The Paraguayan Human Rights Coordinator (Codehupy) affirmed that this event is similar to other recent ones, with murders included, "of Paraguayans, who seek to access the right to land, a means that allows them food and a dignified life." At least 124 peasant leaders have been assassinated from 1989 to today. The NGO urged the authorities to investigate complaints about armed civilians, an increasingly frequent figure to subjugate peasants and their families. Although 150 years have passed since the Guasú War (large in Guaraní) in which Argentina and Brazil invaded, looted and occupied Paraguay, 15% of Paraguayan territory is currently occupied by Brazilian landowners, a figure that reaches 35% in the departments bordering Brazil.

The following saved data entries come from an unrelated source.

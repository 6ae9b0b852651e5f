//! Per-run session state
//!
//! Holds the current token and the resolved tenant id. Passed by `&mut` into
//! every call, so only one request can refresh the token at a time. The
//! session itself is never persisted; the token is, separately, through the
//! token cache.

use xero_auth::TokenRecord;

use crate::error::{Error, Result};

#[derive(Debug, Default)]
pub struct Session {
    token: Option<TokenRecord>,
    tenant_id: Option<String>,
}

impl Session {
    pub fn new() -> Self {
        Self::default()
    }

    pub fn with_token(token: TokenRecord) -> Self {
        Self {
            token: Some(token),
            tenant_id: None,
        }
    }

    pub fn token(&self) -> Option<&TokenRecord> {
        self.token.as_ref()
    }

    pub fn set_token(&mut self, token: TokenRecord) {
        self.token = Some(token);
    }

    pub fn access_token(&self) -> Result<&str> {
        self.token
            .as_ref()
            .filter(|t| t.has_access_token())
            .map(|t| t.access_token.as_str())
            .ok_or(Error::NotAuthenticated)
    }

    /// Empty when no token is held; the refresher rejects an empty value.
    pub fn refresh_token(&self) -> &str {
        self.token
            .as_ref()
            .map(|t| t.refresh_token.as_str())
            .unwrap_or_default()
    }

    pub fn tenant_id(&self) -> Option<&str> {
        self.tenant_id.as_deref()
    }

    pub fn set_tenant_id(&mut self, tenant_id: impl Into<String>) {
        self.tenant_id = Some(tenant_id.into());
    }
}

#[cfg(test)]
mod tests {
    use super::*;

    fn token(access: &str, refresh: &str) -> TokenRecord {
        TokenRecord {
            access_token: access.into(),
            refresh_token: refresh.into(),
            ..Default::default()
        }
    }

    #[test]
    fn new_session_is_empty() {
        let session = Session::new();
        assert!(session.token().is_none());
        assert!(session.tenant_id().is_none());
        assert_eq!(session.refresh_token(), "");
        assert!(matches!(session.access_token(), Err(Error::NotAuthenticated)));
    }

    #[test]
    fn empty_access_token_is_not_authenticated() {
        let session = Session::with_token(token("", "rt"));
        assert!(matches!(session.access_token(), Err(Error::NotAuthenticated)));
    }

    #[test]
    fn set_token_replaces_previous() {
        let mut session = Session::with_token(token("at_1", "rt_1"));
        session.set_token(token("at_2", "rt_2"));
        assert_eq!(session.access_token().unwrap(), "at_2");
        assert_eq!(session.refresh_token(), "rt_2");
    }

    #[test]
    fn sessions_are_isolated() {
        let mut a = Session::new();
        let b = Session::new();
        a.set_tenant_id("tenant-a");
        assert_eq!(a.tenant_id(), Some("tenant-a"));
        assert!(b.tenant_id().is_none());
    }
}
//! Configuration error types shared by the binary and its tests

use thiserror::Error;

/// Errors raised while loading or validating configuration
#[derive(Error, Debug)]
pub enum Error {
    #[error("Configuration error: {0}")]
    Config(String),

    #[error("I/O error: {0}")]
    Io(#[from] std::io::Error),

    #[error("TOML parse error: {0}")]
    Toml(#[from] toml::de::Error),

    #[error("JSON parse error: {0}")]
    Json(#[from] serde_json::Error),
}

/// Result alias using common Error
pub type Result<T> = std::result::Result<T, Error>;

#[cfg(test)]
mod tests {
    use super::*;

    #[test]
    fn error_display_includes_context() {
        let config_err = Error::Config("client_id is empty".into());
        assert_eq!(
            config_err.to_string(),
            "Configuration error: client_id is empty"
        );

        let io_err = Error::Io(std::io::Error::new(
            std::io::ErrorKind::NotFound,
            "file not found",
        ));
        assert!(
            io_err.to_string().starts_with("I/O error:"),
            "got: {}",
            io_err
        );
    }

    #[test]
    fn json_errors_convert() {
        let parse = serde_json::from_str::<serde_json::Value>("{not json").unwrap_err();
        let err: Error = parse.into();
        assert!(
            err.to_string().starts_with("JSON parse error:"),
            "got: {err}"
        );
    }

    #[test]
    fn error_debug_includes_variant() {
        let err = Error::Config("bad value".into());
        let debug = format!("{:?}", err);
        assert!(
            debug.contains("Config"),
            "Debug should include variant name, got: {debug}"
        );
    }
}
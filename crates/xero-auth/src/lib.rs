//! Xero OAuth2 PKCE token lifecycle
//!
//! Provides PKCE verifier generation, authorization link building, token
//! exchange/refresh, and the token cache file. Everything here returns typed
//! errors; deciding whether a failure ends the run is left to the caller.
//!
//! Credential flow:
//! 1. First run: `generate_authorization_link()` produces the consent URL
//!    and verifier, and drops any cached token
//! 2. Operator puts the returned code and the verifier into configuration
//! 3. Second run: `TokenClient::exchange_code()` trades them for tokens,
//!    cached via `TokenCache::store()`
//! 4. Later runs: `TokenCache::load()`; on an expired access token the API
//!    layer calls `TokenClient::refresh()`, which rewrites the cache

pub mod authorize;
pub mod cache;
pub mod constants;
pub mod error;
pub mod pkce;
pub mod token;

pub use authorize::{
    AuthorizationLink, AuthorizeConfig, build_authorization_url, generate_authorization_link,
    generate_state,
};
pub use cache::TokenCache;
pub use constants::*;
pub use error::{Error, Result};
pub use pkce::{CodeVerifier, compute_challenge};
pub use token::{Grant, TokenClient, TokenRecord};
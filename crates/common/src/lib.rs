//! Common types for the Xero PKCE client

mod error;
mod secret;

pub use error::{Error, Result};
pub use secret::Secret;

Farmers and indigenous people protest against the Government for not complying with the previous Administration's agreement to buy their overdue bank loans related to agriculture in Asunción, Paraguay, on Tuesday, July 6, 2021. Jorge Saenz / AP

There are half a million hectares dedicated entirely to agribusiness, an area like the one that burned in 2020 in the California fires, according to an investigation by the Paraguayan organization Base-Is. Once these lands were tropical forests, ancestral lands of indigenous peoples, with abundant rivers and springs, valleys and hills, of numerous small farmers in a mostly rural country. But now they are giant silos, smoking trucks and ultra modern tractors amid an immense green sea of ​​monoculture of transgenic soybeans and pastures for cows that have replaced trees, birds or jaguars, and most of the native and Creole agricultural communities.

At least one million Paraguayan farmers have left the countryside in the direction of the capital, Asunción, and also towards Buenos Aires, São Paulo and Madrid, according to the National Peasant Federation (FNC), due to the chronic lack of work and land.

This landlocked country, located in the heart of South America, is one of the ten largest grain and meat exporters in the world, but that immense wealth is concentrated in less than 2.5% of the population that owns more than 85% of arable land.

It is one of the countries with the most unequal distribution of land in America and the world, according to United Nations data.

The summer sun was burning at three in the afternoon when some 35 men with shotguns and electric batons appeared by surprise in another rural settlement of wood and canvas houses called Loma Piro'y. They beat men, women and children, several have broken arms. They burned their houses, their little church and their school. They stole their phones and their food. Also their animals. Those attacked are a hundred people from the Mbya Guaraní people who live in their ancestral lands. It happened on December 16, 2020 and the attackers have not been arrested.

"It is ancestral land, it is our land, it belonged to us thousands of years ago," says Mario Rivarola, a member of the National Organization of Independent Aboriginals (ONAI), after the eviction.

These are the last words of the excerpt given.